■ WORK TO COMPLETE ■
All lines of the listing that contain "base" should be shown in full.

■ DATA EXTRACT ■
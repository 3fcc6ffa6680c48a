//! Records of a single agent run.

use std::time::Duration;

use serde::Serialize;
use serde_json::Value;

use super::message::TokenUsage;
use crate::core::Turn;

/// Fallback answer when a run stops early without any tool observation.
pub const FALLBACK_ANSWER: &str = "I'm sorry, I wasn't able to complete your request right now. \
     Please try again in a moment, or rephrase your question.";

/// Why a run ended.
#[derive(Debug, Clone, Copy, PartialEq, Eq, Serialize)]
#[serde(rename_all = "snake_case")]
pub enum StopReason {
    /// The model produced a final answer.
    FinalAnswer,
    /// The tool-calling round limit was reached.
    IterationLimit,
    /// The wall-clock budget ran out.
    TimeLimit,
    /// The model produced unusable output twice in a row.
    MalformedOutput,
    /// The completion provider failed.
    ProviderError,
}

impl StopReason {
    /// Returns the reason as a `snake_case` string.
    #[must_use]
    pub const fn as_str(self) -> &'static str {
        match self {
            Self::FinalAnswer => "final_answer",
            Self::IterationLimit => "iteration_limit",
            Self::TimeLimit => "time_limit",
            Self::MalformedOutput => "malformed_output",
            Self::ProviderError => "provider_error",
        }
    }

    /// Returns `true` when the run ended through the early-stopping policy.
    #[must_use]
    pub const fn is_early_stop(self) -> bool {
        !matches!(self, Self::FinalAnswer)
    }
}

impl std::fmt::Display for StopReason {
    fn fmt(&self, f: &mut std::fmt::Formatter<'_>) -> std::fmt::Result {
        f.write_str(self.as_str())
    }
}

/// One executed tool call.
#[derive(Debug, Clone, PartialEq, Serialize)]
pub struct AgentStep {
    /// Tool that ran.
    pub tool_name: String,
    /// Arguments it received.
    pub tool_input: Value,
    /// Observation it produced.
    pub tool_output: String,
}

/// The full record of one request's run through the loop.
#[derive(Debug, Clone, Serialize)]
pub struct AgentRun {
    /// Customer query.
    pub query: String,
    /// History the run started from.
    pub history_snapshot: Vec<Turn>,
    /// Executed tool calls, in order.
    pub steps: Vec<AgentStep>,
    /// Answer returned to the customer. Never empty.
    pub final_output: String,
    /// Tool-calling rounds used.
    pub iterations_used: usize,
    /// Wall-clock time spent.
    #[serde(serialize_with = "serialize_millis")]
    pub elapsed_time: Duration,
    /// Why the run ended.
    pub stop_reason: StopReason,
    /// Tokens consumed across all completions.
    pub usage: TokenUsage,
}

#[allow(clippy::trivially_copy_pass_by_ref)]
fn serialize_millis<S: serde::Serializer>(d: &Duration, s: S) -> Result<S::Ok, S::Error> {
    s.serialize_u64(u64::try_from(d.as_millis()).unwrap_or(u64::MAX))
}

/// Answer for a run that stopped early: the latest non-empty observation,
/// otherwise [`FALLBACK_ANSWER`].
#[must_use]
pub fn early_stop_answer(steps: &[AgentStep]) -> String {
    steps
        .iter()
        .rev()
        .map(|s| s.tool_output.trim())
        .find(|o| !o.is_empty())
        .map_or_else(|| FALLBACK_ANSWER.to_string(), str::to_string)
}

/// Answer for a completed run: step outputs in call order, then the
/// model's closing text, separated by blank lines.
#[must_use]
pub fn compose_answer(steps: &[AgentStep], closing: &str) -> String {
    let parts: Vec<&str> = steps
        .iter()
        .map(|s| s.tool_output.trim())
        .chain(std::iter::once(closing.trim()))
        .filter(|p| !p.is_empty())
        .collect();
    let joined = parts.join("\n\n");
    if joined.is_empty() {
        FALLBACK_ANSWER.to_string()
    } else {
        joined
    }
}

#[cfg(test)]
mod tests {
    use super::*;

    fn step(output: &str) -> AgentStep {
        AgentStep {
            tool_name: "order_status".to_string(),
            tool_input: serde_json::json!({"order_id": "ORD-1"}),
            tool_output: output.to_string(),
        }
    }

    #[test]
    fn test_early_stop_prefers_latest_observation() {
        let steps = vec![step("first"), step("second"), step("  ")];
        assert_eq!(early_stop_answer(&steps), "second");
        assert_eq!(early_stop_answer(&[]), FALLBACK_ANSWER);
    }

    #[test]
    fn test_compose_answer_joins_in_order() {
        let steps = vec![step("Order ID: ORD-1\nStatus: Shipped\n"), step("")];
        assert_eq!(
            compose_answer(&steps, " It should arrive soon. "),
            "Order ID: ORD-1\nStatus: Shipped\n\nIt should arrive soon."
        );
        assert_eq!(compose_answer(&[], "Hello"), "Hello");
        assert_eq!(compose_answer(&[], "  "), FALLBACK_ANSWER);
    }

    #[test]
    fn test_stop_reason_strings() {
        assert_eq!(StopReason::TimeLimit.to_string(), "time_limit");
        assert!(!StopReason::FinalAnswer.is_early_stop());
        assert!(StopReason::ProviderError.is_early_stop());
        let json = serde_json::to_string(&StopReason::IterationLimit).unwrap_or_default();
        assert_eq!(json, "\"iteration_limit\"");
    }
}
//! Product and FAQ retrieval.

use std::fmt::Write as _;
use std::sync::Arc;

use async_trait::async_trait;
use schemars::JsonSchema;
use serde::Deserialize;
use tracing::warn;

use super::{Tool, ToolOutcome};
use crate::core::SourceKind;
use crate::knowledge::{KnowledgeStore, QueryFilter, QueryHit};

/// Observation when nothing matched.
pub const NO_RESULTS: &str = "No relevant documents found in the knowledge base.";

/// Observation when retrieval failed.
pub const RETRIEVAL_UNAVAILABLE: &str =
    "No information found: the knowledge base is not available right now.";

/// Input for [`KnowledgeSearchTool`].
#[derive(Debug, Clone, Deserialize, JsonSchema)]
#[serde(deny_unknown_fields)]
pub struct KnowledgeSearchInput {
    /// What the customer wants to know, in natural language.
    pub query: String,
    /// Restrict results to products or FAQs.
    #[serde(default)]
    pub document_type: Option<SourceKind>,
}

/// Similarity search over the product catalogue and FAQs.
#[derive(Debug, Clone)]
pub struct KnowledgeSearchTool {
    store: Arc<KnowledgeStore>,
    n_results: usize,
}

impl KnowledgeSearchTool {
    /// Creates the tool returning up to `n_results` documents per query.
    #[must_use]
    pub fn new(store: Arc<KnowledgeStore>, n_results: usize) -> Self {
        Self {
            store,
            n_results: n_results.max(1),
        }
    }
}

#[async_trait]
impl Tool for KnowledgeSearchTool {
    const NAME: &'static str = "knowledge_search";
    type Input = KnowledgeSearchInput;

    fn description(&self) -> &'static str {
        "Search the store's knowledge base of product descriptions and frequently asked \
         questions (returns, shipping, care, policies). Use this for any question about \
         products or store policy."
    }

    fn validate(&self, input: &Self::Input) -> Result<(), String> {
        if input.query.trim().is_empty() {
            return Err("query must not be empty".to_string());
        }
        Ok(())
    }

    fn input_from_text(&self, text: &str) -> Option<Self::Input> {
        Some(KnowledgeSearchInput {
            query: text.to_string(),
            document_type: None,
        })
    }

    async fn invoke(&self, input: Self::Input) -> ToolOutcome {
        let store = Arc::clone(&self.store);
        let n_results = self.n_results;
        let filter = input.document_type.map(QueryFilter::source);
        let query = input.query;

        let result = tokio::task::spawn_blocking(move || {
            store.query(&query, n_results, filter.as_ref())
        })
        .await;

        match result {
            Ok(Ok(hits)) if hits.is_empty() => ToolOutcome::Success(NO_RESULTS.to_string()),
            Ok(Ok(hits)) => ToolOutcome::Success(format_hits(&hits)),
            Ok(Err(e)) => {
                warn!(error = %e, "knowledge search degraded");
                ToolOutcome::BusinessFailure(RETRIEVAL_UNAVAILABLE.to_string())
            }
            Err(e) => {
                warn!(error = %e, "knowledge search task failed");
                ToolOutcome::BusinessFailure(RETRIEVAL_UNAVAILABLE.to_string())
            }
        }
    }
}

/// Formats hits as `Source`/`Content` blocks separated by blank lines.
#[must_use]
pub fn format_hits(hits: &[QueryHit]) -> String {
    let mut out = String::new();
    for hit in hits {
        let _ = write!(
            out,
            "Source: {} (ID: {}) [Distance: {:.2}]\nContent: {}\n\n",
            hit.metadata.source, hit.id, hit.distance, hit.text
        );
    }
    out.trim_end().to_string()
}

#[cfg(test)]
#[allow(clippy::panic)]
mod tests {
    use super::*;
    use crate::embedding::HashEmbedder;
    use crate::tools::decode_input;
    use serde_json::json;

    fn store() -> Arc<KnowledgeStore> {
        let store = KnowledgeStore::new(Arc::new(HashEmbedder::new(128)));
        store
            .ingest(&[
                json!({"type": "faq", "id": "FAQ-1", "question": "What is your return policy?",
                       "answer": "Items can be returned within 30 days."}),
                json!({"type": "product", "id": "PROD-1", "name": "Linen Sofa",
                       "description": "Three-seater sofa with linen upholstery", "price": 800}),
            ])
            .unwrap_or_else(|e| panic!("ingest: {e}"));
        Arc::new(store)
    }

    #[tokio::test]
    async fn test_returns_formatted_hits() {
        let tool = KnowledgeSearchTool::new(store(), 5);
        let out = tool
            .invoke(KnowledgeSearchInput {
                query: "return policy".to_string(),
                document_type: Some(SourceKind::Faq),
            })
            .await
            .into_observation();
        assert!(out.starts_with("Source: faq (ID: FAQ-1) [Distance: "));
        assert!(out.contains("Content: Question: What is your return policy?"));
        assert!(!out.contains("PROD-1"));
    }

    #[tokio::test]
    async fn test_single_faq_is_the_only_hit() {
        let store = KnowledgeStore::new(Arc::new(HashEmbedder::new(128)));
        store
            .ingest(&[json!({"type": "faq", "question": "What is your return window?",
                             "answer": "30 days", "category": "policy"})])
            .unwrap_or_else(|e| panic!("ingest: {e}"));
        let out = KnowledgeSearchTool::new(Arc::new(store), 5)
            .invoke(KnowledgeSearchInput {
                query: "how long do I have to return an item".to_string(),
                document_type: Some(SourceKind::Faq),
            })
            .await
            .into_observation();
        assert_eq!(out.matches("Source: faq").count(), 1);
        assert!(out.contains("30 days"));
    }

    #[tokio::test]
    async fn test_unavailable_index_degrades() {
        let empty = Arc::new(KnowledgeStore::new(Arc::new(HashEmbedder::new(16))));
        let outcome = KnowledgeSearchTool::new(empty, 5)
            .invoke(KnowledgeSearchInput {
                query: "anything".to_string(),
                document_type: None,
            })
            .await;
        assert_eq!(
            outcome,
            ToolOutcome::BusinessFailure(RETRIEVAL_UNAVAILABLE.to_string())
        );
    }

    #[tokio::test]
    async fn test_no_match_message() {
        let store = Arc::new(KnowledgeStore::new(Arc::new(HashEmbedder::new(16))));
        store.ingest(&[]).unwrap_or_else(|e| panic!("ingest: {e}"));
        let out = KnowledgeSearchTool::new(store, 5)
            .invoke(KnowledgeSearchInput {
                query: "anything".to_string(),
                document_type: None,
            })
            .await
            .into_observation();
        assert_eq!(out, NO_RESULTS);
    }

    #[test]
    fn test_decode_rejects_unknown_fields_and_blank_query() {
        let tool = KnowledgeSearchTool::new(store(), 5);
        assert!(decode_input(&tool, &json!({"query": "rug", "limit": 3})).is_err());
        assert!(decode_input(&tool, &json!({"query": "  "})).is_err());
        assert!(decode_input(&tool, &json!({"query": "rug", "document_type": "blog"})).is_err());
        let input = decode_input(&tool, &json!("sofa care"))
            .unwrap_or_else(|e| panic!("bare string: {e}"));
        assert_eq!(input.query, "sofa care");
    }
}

---

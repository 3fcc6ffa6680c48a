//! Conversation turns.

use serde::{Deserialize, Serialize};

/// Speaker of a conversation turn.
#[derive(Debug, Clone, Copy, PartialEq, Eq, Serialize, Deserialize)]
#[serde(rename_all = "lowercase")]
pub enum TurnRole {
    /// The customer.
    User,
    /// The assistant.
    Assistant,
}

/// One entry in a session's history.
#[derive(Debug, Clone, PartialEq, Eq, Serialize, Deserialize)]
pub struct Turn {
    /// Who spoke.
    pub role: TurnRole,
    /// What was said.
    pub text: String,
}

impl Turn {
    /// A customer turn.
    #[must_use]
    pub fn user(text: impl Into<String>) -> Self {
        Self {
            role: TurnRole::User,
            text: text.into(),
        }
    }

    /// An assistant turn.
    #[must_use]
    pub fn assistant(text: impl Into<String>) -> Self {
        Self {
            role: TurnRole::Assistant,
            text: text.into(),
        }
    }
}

...

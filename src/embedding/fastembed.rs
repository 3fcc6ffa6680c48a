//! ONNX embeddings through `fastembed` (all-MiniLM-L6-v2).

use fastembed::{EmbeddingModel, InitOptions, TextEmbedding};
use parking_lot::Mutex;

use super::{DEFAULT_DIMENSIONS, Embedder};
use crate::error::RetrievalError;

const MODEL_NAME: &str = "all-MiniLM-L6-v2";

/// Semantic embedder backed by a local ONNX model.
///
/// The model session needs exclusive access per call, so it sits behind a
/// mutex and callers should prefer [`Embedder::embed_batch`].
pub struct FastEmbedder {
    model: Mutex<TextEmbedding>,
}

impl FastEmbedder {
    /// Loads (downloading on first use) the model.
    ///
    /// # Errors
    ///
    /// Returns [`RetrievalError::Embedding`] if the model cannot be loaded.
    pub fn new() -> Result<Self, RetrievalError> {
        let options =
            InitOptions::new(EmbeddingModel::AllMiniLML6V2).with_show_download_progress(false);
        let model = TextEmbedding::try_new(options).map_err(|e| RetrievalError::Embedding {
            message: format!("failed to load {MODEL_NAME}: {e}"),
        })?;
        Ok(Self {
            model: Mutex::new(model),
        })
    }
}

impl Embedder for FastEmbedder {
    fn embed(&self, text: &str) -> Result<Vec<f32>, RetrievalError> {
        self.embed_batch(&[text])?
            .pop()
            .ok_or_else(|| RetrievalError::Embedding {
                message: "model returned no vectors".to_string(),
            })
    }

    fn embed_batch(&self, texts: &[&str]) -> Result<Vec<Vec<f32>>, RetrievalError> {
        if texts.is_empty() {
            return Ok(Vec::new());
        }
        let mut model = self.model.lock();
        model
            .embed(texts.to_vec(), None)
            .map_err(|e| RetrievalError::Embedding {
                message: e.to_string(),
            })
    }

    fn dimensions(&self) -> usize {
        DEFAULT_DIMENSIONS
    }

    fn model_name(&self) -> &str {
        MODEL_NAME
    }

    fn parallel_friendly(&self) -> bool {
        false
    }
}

■ YOUR SOLUTION ■
pub const NO_RESULTS: &str = "No relevant documents found in the knowledge base.";
    "No information found: the knowledge base is not available right now.";
        "Search the store's knowledge base of product descriptions and frequently asked \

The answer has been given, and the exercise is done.